Of course, the first rule of being a tenant is that you must gladly accept this. It’s not your house! (It does, actually, belong to your landlord. If they want it back, or to do something different, well — that’s life). When I wrote an article for the Financial Times a decade ago — a paean to renting not owning — I extolled the virtues of having a long-term lease with an institutional landlord. It is something that I still passionately believe we need more of if we are to reframe the tortured relationship between private ownership and long-term rental in the UK. I had written then about the fact that as a designer I could just about afford to rent a flat in London and this beautiful house in Dorset — whereas if I was trying to make a mortgage work, with huge deposits and all the rest, there’s simply no way that it would have been possible. My argument centred on the need for these long-term landlords, whose main aim is not to achieve the highest rent (with an equally high turnover of tenants) but to secure good, longer-term tenancies and to find people who will look after their buildings and contribute to the communities in which they live. Nothing felt more certain.
But the wheels of time continue to turn, and the family who have been our landlords did then take the very personal decision to sell their estate, as we’d expected. I imagine that a few readers of this article may even have visited — for it truly was the sale of the century — one of the most magical of all of Dorset’s landed estates, being sold as a single-lot sale for the first time in hundreds of years. As I write, a sale seems to be progressing, and the village waits for news of a new owner. Whoever it may be, change is on the way — a change we decided we didn’t want to stay for, as we loved the old ways too much. We went house-hunting.
A decade ago, I never imagined I’d say those words — not least, because I so firmly tied myself to the mast of tenancy. (It’s true that a few years ago, we did buy a tiny and derelict bothy on the far west coast of Scotland, in mid-Argyll, but one of the things about derelict houses is that you are unable to take a mortgage on them, so I still felt true enough to my own rather loudly-stated principle). But as the tectonic plates in Dorset shifted, we decided that maybe we did need to find a place where such a change could never happen again.
Maybe it’s the fact that I’m no longer in my thirties, and now realise how quickly a decade passes? What seemed an age then, now, 20 years later, goes by in a flash. Or maybe it was a yearning, on both Charlie’s and my part, to have more security in life, when the place we thought we’d live in forever was suddenly no longer as permanent as it had seemed.

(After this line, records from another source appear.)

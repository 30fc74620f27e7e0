//! Per-engine parameter declarations and the smoothed parameter bank
//!
//! Every engine declares a static `ParamSpec` table. A `ParamBank` holds one
//! smoother per declared index and is the only place an engine reads its
//! parameters from.

use fx_core::{MAX_PARAMETERS, ParamDisplay, ParameterMap};
use fx_dsp::smoothing::{COEFF_SMOOTHING_MS, GAIN_SMOOTHING_MS, ParamSmoother};

/// How a parameter moves towards a new target
#[derive(Debug, Clone, Copy, PartialEq, Eq)]
pub enum Smoothing {
    /// Per sample, 5 ms (gains, mix, delay times)
    Audio,
    /// Once per control block, 20 ms (filter coefficients)
    Control,
    /// Jumps (mode switches, choices)
    Step,
}

impl Smoothing {
    fn time_ms(self) -> f32 {
        match self {
            Self::Audio => GAIN_SMOOTHING_MS,
            Self::Control => COEFF_SMOOTHING_MS,
            Self::Step => 0.0,
        }
    }
}

/// Static description of one parameter
#[derive(Debug, Clone, Copy, PartialEq)]
pub struct ParamSpec {
    pub name: &'static str,
    pub default: f32,
    pub display: ParamDisplay,
    pub smoothing: Smoothing,
}

impl ParamSpec {
    pub const fn new(name: &'static str, default: f32, display: ParamDisplay) -> Self {
        Self {
            name,
            default,
            display,
            smoothing: Smoothing::Control,
        }
    }

    /// Per-sample smoothing
    pub const fn audio(mut self) -> Self {
        self.smoothing = Smoothing::Audio;
        self
    }

    /// No smoothing
    pub const fn step(mut self) -> Self {
        self.smoothing = Smoothing::Step;
        self
    }

    /// Standard dry/wet parameter
    pub const fn mix(default: f32) -> Self {
        Self::new("Mix", default, ParamDisplay::Percent).audio()
    }

    /// Engineering value of `v`
    #[inline]
    pub fn plain(&self, v: f32) -> f32 {
        self.display.plain(v)
    }
}

/// Smoothed parameter values for one engine instance
#[derive(Debug, Clone)]
pub struct ParamBank {
    specs: &'static [ParamSpec],
    smoothers: [ParamSmoother; MAX_PARAMETERS],
    /// Next `apply` snaps instead of ramping
    fresh: bool,
}

impl ParamBank {
    pub fn new(specs: &'static [ParamSpec]) -> Self {
        debug_assert!(specs.len() <= MAX_PARAMETERS);
        let mut smoothers: [ParamSmoother; MAX_PARAMETERS] =
            std::array::from_fn(|_| ParamSmoother::new(0.0));
        for (smoother, spec) in smoothers.iter_mut().zip(specs) {
            smoother.set_time_ms(spec.smoothing.time_ms(), 48000.0);
            smoother.set_immediate(spec.default);
        }
        Self {
            specs,
            smoothers,
            fresh: true,
        }
    }

    pub fn prepare(&mut self, sample_rate: f64) {
        for (smoother, spec) in self.smoothers.iter_mut().zip(self.specs) {
            smoother.set_time_ms(spec.smoothing.time_ms(), sample_rate);
            smoother.snap();
        }
        self.fresh = true;
    }

    /// Snap every value to its target
    pub fn reset(&mut self) {
        for smoother in &mut self.smoothers {
            smoother.snap();
        }
    }

    #[inline]
    pub fn specs(&self) -> &'static [ParamSpec] {
        self.specs
    }

    #[inline]
    pub fn len(&self) -> usize {
        self.specs.len()
    }

    #[inline]
    pub fn is_empty(&self) -> bool {
        self.specs.is_empty()
    }

    /// Retarget declared indices; undeclared indices are ignored
    pub fn apply(&mut self, params: &ParameterMap) {
        for (index, value) in params.iter() {
            let Some(smoother) = self.smoothers[..self.specs.len()].get_mut(index) else {
                continue;
            };
            if self.fresh {
                smoother.set_immediate(value);
            } else {
                smoother.set_target(value);
            }
        }
    }

    /// Called once at the start of every processed block
    #[inline]
    pub fn begin_block(&mut self) {
        self.fresh = false;
    }

    /// Advance control-rate parameters by `frames`
    #[inline]
    pub fn control(&mut self, frames: usize) {
        for (smoother, spec) in self.smoothers.iter_mut().zip(self.specs) {
            if spec.smoothing != Smoothing::Audio {
                smoother.advance(frames);
            }
        }
    }

    /// Advance audio-rate parameters by one sample
    #[inline]
    pub fn tick(&mut self) {
        for (smoother, spec) in self.smoothers.iter_mut().zip(self.specs) {
            if spec.smoothing == Smoothing::Audio && smoother.is_smoothing() {
                smoother.next();
            }
        }
    }

    /// Current normalized value
    #[inline]
    pub fn value(&self, index: usize) -> f32 {
        self.smoothers[index].current()
    }

    /// Target normalized value
    #[inline]
    pub fn target(&self, index: usize) -> f32 {
        self.smoothers[index].target()
    }

    /// Current engineering value
    #[inline]
    pub fn plain(&self, index: usize) -> f32 {
        match self.specs.get(index) {
            Some(spec) => spec.plain(self.smoothers[index].current()),
            None => 0.0,
        }
    }

    /// Engineering value as f64
    #[inline]
    pub fn get(&self, index: usize) -> f64 {
        self.plain(index) as f64
    }

    /// Discrete choice index for a `Choice`/`Switch` parameter
    #[inline]
    pub fn choice(&self, index: usize) -> usize {
        self.plain(index).max(0.0) as usize
    }

    /// Switch state
    #[inline]
    pub fn switch(&self, index: usize) -> bool {
        self.plain(index) >= 0.5
    }
}

#[cfg(test)]
mod tests {
    use super::*;

    const SPECS: &[ParamSpec] = &[
        ParamSpec::new("Cutoff", 0.5, ParamDisplay::Frequency),
        ParamSpec::new("Mode", 0.0, ParamDisplay::Choice(3)).step(),
        ParamSpec::mix(1.0),
    ];

    #[test]
    fn test_defaults_and_fresh_snap() {
        let mut bank = ParamBank::new(SPECS);
        bank.prepare(48000.0);
        assert_eq!(bank.value(0), 0.5);
        assert_eq!(bank.value(2), 1.0);

        bank.apply(&ParameterMap::new().with(0, 0.2));
        assert_eq!(bank.value(0), 0.2);
    }

    #[test]
    fn test_ramps_after_first_block() {
        let mut bank = ParamBank::new(SPECS);
        bank.prepare(48000.0);
        bank.begin_block();
        bank.apply(&ParameterMap::new().with(0, 1.0).with(2, 0.0).with(1, 1.0));
        assert_eq!(bank.value(0), 0.5);
        assert_eq!(bank.value(1), 1.0);

        bank.control(32);
        assert!(bank.value(0) > 0.5 && bank.value(0) < 1.0);
        for _ in 0..48000 {
            bank.tick();
        }
        assert_eq!(bank.value(2), 0.0);
        bank.control(48000);
        assert_eq!(bank.value(0), 1.0);
        assert_eq!(bank.choice(1), 2);
    }

    #[test]
    fn test_ignores_undeclared_indices() {
        let mut bank = ParamBank::new(SPECS);
        bank.apply(&ParameterMap::new().with(7, 0.9));
        assert_eq!(bank.value(7), 0.0);
        assert_eq!(bank.plain(7), 0.0);
    }
}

Like some migratory birds in the spring, we also had an unspoken urge to move north. The crowded south of England, the endless hum of traffic, is something I am increasingly losing patience for. I am under no illusions that we are all part of the problem, but we couldn’t wait to move to an emptier, more rugged place. As the world headlines tip deeper into chaos and confusion, I think we are not alone in that sense of wanting to find a more private peace.

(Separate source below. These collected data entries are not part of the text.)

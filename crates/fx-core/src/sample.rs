//! Sample type and per-sample hygiene
//!
//! - Denormal flush and NaN/Inf scrubbing
//! - DC blocker
//! - Soft clip (rack stage) and safety clip (engine output stage)
//! - dB ↔ gain conversion
//! - Block channel helpers

use std::f64::consts::PI;

/// Audio sample type used at every block boundary
pub type Sample = f32;

/// Magnitudes below this are flushed to zero in recursive states
pub const DENORMAL_THRESHOLD: f64 = 1e-18;

/// Amplitude ceiling enforced by the rack's final stage
pub const HARD_LIMIT: Sample = 2.0;

// ============ Scrubbing ============

/// Replace a non-finite sample with zero
#[inline(always)]
pub fn scrub(x: Sample) -> Sample {
    if x.is_finite() { x } else { 0.0 }
}

/// Scrub a whole buffer in place, returning how many samples were replaced
#[inline]
pub fn scrub_block(buffer: &mut [Sample]) -> usize {
    let mut replaced = 0;
    for s in buffer.iter_mut() {
        if !s.is_finite() {
            *s = 0.0;
            replaced += 1;
        }
    }
    replaced
}

/// Flush denormal-range values in a recursive state to zero
#[inline(always)]
pub fn flush_denormal(x: f64) -> f64 {
    if x.abs() < DENORMAL_THRESHOLD { 0.0 } else { x }
}

/// Restore a filter state that went non-finite
#[inline(always)]
pub fn sanitize_state(x: f64) -> f64 {
    if x.is_finite() { flush_denormal(x) } else { 0.0 }
}

// ============ Clipping ============

/// Rack soft clip: `tanh(0.7·x) / 0.7`, bounded by ±1/0.7
#[inline(always)]
pub fn soft_clip(x: Sample) -> Sample {
    (x * 0.7).tanh() / 0.7
}

/// Engine output stage: identity for |x| ≤ 1.5, saturates toward ±1.95
#[inline(always)]
pub fn safety_clip(x: Sample) -> Sample {
    const KNEE: Sample = 1.5;
    const HEADROOM: Sample = 0.45;
    let a = x.abs();
    if a <= KNEE {
        x
    } else {
        let y = KNEE + HEADROOM * ((a - KNEE) / HEADROOM).tanh();
        y.copysign(x)
    }
}

/// Hard limit to the rack ceiling
#[inline(always)]
pub fn hard_limit(x: Sample) -> Sample {
    x.clamp(-HARD_LIMIT, HARD_LIMIT)
}

/// Scrub, then blend dry and wet and pass through the safety clip.
///
/// With `mix == 0` the dry sample is returned bit-exact, with `mix == 1` the
/// clipped wet sample.
#[inline(always)]
pub fn blend(dry: Sample, wet: Sample, mix: Sample) -> Sample {
    if mix <= 0.0 {
        return dry;
    }
    let wet = scrub(wet);
    if mix >= 1.0 {
        return safety_clip(wet);
    }
    safety_clip(dry + (wet - dry) * mix)
}

// ============ Level Conversion ============

/// Decibels to linear gain (f32); -144 dB and below map to zero
#[inline]
pub fn db_to_gain(db: f32) -> f32 {
    if db <= -144.0 { 0.0 } else { 10.0_f32.powf(db / 20.0) }
}

/// Linear gain to decibels (f32), floored at -144 dB
#[inline]
pub fn gain_to_db(gain: f32) -> f32 {
    if gain <= 1e-8 { -144.0 } else { 20.0 * gain.log10() }
}

/// Decibels to linear gain (f64)
#[inline]
pub fn db_to_gain_f64(db: f64) -> f64 {
    if db <= -144.0 { 0.0 } else { 10.0_f64.powf(db / 20.0) }
}

/// Linear gain to decibels (f64), floored at -144 dB
#[inline]
pub fn gain_to_db_f64(gain: f64) -> f64 {
    if gain <= 1e-8 { -144.0 } else { 20.0 * gain.log10() }
}

// ============ Stereo Helpers ============

/// Encode L/R into mid/side
#[inline(always)]
pub fn to_mid_side(left: f64, right: f64) -> (f64, f64) {
    ((left + right) * 0.5, (left - right) * 0.5)
}

/// Decode mid/side into L/R
#[inline(always)]
pub fn from_mid_side(mid: f64, side: f64) -> (f64, f64) {
    (mid + side, mid - side)
}

/// Split a host block into its first channel and optional second channel.
///
/// Blocks with more than two channels expose only the first two.
#[inline]
pub fn split_channels<'a>(
    block: &'a mut [&mut [Sample]],
) -> Option<(&'a mut [Sample], Option<&'a mut [Sample]>)> {
    match block {
        [] => None,
        [mono] => Some((&mut **mono, None)),
        [left, right, ..] => {
            let frames = left.len().min(right.len());
            Some((&mut left[..frames], Some(&mut right[..frames])))
        }
    }
}

// ============ DC Blocker ============

/// First-order DC blocker: `y = x − x₁ + R·y₁`
#[derive(Debug, Clone)]
pub struct DcBlocker {
    r: f64,
    cutoff_hz: f64,
    x1: f64,
    y1: f64,
}

impl DcBlocker {
    pub fn new(cutoff_hz: f64, sample_rate: f64) -> Self {
        let mut blocker = Self {
            r: 0.995,
            cutoff_hz,
            x1: 0.0,
            y1: 0.0,
        };
        blocker.set_sample_rate(sample_rate);
        blocker
    }

    pub fn set_sample_rate(&mut self, sample_rate: f64) {
        let r = 1.0 - 2.0 * PI * self.cutoff_hz / sample_rate.max(1.0);
        self.r = r.clamp(0.9, 0.99999);
    }

    #[inline]
    pub fn process(&mut self, x: f64) -> f64 {
        let y = x - self.x1 + self.r * self.y1;
        self.x1 = x;
        self.y1 = flush_denormal(y);
        self.y1
    }

    pub fn reset(&mut self) {
        self.x1 = 0.0;
        self.y1 = 0.0;
    }
}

We looked at houses in Cumbria, Northumberland and the Scottish borders. Nothing was quite right. As time went on, we became increasingly despondent. But this summer, I was scrolling (as I did very often) through Rightmove and saw a little photo of our dream house. I clicked on the link. It was in Orkney. I clicked further. I sent it to Charlie. “This is not very easy to get to”, my message read, “but it’s perfect”. “IT’S THE ONE” came back his reply. The following weekend we made a new journey in our lives, to the tiny island of Rousay, to see Westness House — and we fell in love.
Here was a beautiful 18th-century building, four-square and plain, with crowstepped gables, surrounded by a 10-acre walled garden and woods, facing south-west over the sea. In the 19th century, the house was decorated with papers by William Morris, and the fireplaces fitted with tiles by the English designer, William De Morgan. The garden walls are 10ft high, and the garden is filled with ancient sycamores, giving a sense of shelter and enclosure from the powerful Orcadian winds and storms. At the bottom of the garden was a tiny, still-consecrated chapel (although we have yet to find a serving vicar). The land runs down to a beach.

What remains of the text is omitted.